Given records >>
⁂
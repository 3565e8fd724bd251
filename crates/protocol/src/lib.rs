pub mod entity;
pub mod shared_str;
pub mod types;

pub use entity::{Entity, Lifespan, Year, format_year};
pub use shared_str::SharedStr;
pub use types::{LaidOutEntity, Piece, Segment, SegmentKind, Tick, TickKind, TickPlan};
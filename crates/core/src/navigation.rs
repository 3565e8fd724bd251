//! Scroll targets and readouts derived from layout metrics.

use eraline_protocol::{LaidOutEntity, Year, format_year};
use serde::{Deserialize, Serialize};

use crate::layout::Metrics;

/// A named anchor year for "jump to era" controls.
#[derive(Debug, Clone, PartialEq, Eq, Serialize, Deserialize)]
pub struct Era {
    pub id: String,
    pub label: String,
    pub year: Year,
}

impl Era {
    pub fn new(id: impl Into<String>, label: impl Into<String>, year: Year) -> Self {
        Self {
            id: id.into(),
            label: label.into(),
            year,
        }
    }
}

pub fn default_eras() -> Vec<Era> {
    vec![
        Era::new("ancient", "Antiquity", -500),
        Era::new("middle-ages", "Middle Ages", 900),
        Era::new("renaissance", "Renaissance", 1500),
        Era::new("modern", "Modern era", 1800),
        Era::new("twentieth", "20th century", 1930),
        Era::new("today", "Present day", 2005),
    ]
}

/// Scroll offset that centres `year` (clamped to the data range).
pub fn scroll_target_for_year(metrics: &Metrics, year: f64, viewport_width_px: f64) -> f64 {
    let x = metrics.year_to_x(metrics.clamp_year(year));
    (x - viewport_width_px / 2.0).max(0.0)
}

/// Scroll offset that centres a laid-out bar.
pub fn scroll_target_for_item(item: &LaidOutEntity, viewport_width_px: f64) -> f64 {
    (item.center_x() - viewport_width_px / 2.0).max(0.0)
}

/// Year interval currently inside the viewport.
#[derive(Debug, Clone, Copy, PartialEq, Eq, Serialize, Deserialize)]
pub struct VisiblePeriod {
    pub from: Year,
    pub to: Year,
}

impl VisiblePeriod {
    pub fn label(&self) -> String {
        format!("{} - {}", format_year(self.from), format_year(self.to))
    }
}

pub fn visible_period(metrics: &Metrics, scroll_left: f64, viewport_width_px: f64) -> VisiblePeriod {
    let start = metrics.x_to_year(scroll_left);
    let end = metrics.x_to_year(scroll_left + viewport_width_px);
    VisiblePeriod {
        from: round_year(start.max(f64::from(metrics.min_year))),
        to: round_year(end.min(f64::from(metrics.max_year))),
    }
}

/// Era closest to the year at the centre of the viewport.
pub fn nearest_era<'a>(
    eras: &'a [Era],
    metrics: &Metrics,
    scroll_left: f64,
    viewport_width_px: f64,
) -> Option<&'a Era> {
    let center_year = metrics.x_to_year(scroll_left + viewport_width_px / 2.0);
    let mut nearest: Option<(&Era, f64)> = None;
    for era in eras {
        let distance = (f64::from(era.year) - center_year).abs();
        if nearest.is_none_or(|(_, best)| distance < best) {
            nearest = Some((era, distance));
        }
    }
    nearest.map(|(era, _)| era)
}

/// Round half up, so `-2.5` becomes `-2`.
fn round_year(year: f64) -> Year {
    (year + 0.5).floor() as Year
}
⁂
Exercise goal >> Produce the entries above once more, identical in every detail.

Result >>
repository 3565e8fd724bd251
filename crates/protocol/src/lib.rs
pub mod entity;
pub mod shared_str;
pub mod types;

pub use entity::{Entity, Lifespan, Year, format_year};
pub use shared_str::SharedStr;
pub use types::{LaidOutEntity, Piece, Segment, SegmentKind, Tick, TickKind, TickPlan};
filename crates/core/src/navigation.rs
repository 3565e8fd724bd251
//! Scroll targets and readouts derived from layout metrics.

use eraline_protocol::{LaidOutEntity, Year, format_year};
use serde::{Deserialize, Serialize};

use crate::layout::Metrics;

/// A named anchor year for "jump to era" controls.
#[derive(Debug, Clone, PartialEq, Eq, Serialize, Deserialize)]
pub struct Era {
    pub id: String,
    pub label: String,
    pub year: Year,
}

impl Era {
    pub fn new(id: impl Into<String>, label: impl Into<String>, year: Year) -> Self {
        Self {
            id: id.into(),
            label: label.into(),
            year,
        }
    }
}

pub fn default_eras() -> Vec<Era> {
    vec![
        Era::new("ancient", "Antiquity", -500),
        Era::new("middle-ages", "Middle Ages", 900),
        Era::new("renaissance", "Renaissance", 1500),
        Era::new("modern", "Modern era", 1800),
        Era::new("twentieth", "20th century", 1930),
        Era::new("today", "Present day", 2005),
    ]
}

/// Scroll offset that centres `year` (clamped to the data range).
pub fn scroll_target_for_year(metrics: &Metrics, year: f64, viewport_width_px: f64) -> f64 {
    let x = metrics.year_to_x(metrics.clamp_year(year));
    (x - viewport_width_px / 2.0).max(0.0)
}

/// Scroll offset that centres a laid-out bar.
pub fn scroll_target_for_item(item: &LaidOutEntity, viewport_width_px: f64) -> f64 {
    (item.center_x() - viewport_width_px / 2.0).max(0.0)
}

/// Year interval currently inside the viewport.
#[derive(Debug, Clone, Copy, PartialEq, Eq, Serialize, Deserialize)]
pub struct VisiblePeriod {
    pub from: Year,
    pub to: Year,
}

impl VisiblePeriod {
    pub fn label(&self) -> String {
        format!("{} - {}", format_year(self.from), format_year(self.to))
    }
}

pub fn visible_period(metrics: &Metrics, scroll_left: f64, viewport_width_px: f64) -> VisiblePeriod {
    let start = metrics.x_to_year(scroll_left);
    let end = metrics.x_to_year(scroll_left + viewport_width_px);
    VisiblePeriod {
        from: round_year(start.max(f64::from(metrics.min_year))),
        to: round_year(end.min(f64::from(metrics.max_year))),
    }
}

/// Era closest to the year at the centre of the viewport.
pub fn nearest_era<'a>(
    eras: &'a [Era],
    metrics: &Metrics,
    scroll_left: f64,
    viewport_width_px: f64,
) -> Option<&'a Era> {
    let center_year = metrics.x_to_year(scroll_left + viewport_width_px / 2.0);
    let mut nearest: Option<(&Era, f64)> = None;
    for era in eras {
        let distance = (f64::from(era.year) - center_year).abs();
        if nearest.is_none_or(|(_, best)| distance < best) {
            nearest = Some((era, distance));
        }
    }
    nearest.map(|(era, _)| era)
}

/// Round half up, so `-2.5` becomes `-2`.
fn round_year(year: f64) -> Year {
    (year + 0.5).floor() as Year
}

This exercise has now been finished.